> Exercise instructions
Look for the word "Decimal". Copy every line of the listing where it occurs.

Segment Start: Provided records

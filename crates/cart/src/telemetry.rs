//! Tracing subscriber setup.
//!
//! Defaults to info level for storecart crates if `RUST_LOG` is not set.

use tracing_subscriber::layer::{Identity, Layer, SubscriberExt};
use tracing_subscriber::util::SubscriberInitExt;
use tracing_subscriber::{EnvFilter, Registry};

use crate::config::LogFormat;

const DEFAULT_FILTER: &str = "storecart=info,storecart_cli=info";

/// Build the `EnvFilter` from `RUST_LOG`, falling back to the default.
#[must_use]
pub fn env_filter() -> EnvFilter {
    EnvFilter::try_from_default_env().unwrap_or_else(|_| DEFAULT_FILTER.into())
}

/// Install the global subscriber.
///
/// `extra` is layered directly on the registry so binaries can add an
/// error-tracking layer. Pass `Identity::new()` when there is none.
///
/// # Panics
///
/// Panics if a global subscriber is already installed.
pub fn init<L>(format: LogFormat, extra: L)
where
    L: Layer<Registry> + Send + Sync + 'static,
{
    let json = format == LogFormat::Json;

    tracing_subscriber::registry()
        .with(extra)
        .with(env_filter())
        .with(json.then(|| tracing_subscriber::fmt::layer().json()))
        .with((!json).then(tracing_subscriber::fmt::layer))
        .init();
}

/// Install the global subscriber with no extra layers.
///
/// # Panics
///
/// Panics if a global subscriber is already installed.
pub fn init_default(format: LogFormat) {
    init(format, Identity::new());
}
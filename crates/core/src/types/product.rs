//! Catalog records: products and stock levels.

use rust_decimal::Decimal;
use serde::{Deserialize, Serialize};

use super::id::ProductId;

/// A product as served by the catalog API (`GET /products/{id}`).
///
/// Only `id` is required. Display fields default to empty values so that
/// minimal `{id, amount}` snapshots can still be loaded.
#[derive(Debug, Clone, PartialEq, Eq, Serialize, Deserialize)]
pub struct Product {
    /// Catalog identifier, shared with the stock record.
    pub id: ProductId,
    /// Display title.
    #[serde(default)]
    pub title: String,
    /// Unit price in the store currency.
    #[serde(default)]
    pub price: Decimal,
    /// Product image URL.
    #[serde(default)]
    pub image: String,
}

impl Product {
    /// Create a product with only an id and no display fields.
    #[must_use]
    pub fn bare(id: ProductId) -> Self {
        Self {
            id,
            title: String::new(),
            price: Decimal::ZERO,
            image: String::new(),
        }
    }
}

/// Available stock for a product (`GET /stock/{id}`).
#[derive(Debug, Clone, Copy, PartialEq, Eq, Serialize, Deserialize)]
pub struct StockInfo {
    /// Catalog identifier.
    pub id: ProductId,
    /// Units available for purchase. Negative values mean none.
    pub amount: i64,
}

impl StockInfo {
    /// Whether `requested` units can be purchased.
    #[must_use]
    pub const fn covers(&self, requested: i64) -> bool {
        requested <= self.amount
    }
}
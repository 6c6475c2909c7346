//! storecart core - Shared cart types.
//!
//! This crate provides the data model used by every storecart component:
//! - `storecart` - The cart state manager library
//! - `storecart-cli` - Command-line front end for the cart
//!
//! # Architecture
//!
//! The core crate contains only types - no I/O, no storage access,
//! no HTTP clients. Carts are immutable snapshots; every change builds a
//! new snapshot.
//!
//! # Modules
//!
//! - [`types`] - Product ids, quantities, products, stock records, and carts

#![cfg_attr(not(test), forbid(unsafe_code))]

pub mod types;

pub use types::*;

Segment End: Provided records

> Written response
use rust_decimal::Decimal;
    pub price: Decimal,
            price: Decimal::ZERO,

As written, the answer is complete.